[ABOUT THIS TASK] Only the lines from the top of the data through the one with "produced in increasing" are to be written out, each exactly as it stands.

───── AVAILABLE DATA ─────

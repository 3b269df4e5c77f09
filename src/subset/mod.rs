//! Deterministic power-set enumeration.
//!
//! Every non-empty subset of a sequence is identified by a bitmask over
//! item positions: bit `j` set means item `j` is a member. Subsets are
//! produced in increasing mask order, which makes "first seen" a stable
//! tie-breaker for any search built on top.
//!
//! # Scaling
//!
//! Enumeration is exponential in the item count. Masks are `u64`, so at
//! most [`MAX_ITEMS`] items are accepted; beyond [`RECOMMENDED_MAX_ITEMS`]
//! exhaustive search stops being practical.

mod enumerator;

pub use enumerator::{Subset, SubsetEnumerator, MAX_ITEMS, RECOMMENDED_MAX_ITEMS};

─────

[WRITTEN REPLY]
repository 3b269df4e5c77f09
filename src/subset/mod.rs
//! Deterministic power-set enumeration.
//!
//! Every non-empty subset of a sequence is identified by a bitmask over
//! item positions: bit `j` set means item `j` is a member. Subsets are
//! produced in increasing mask order, which makes "first seen" a stable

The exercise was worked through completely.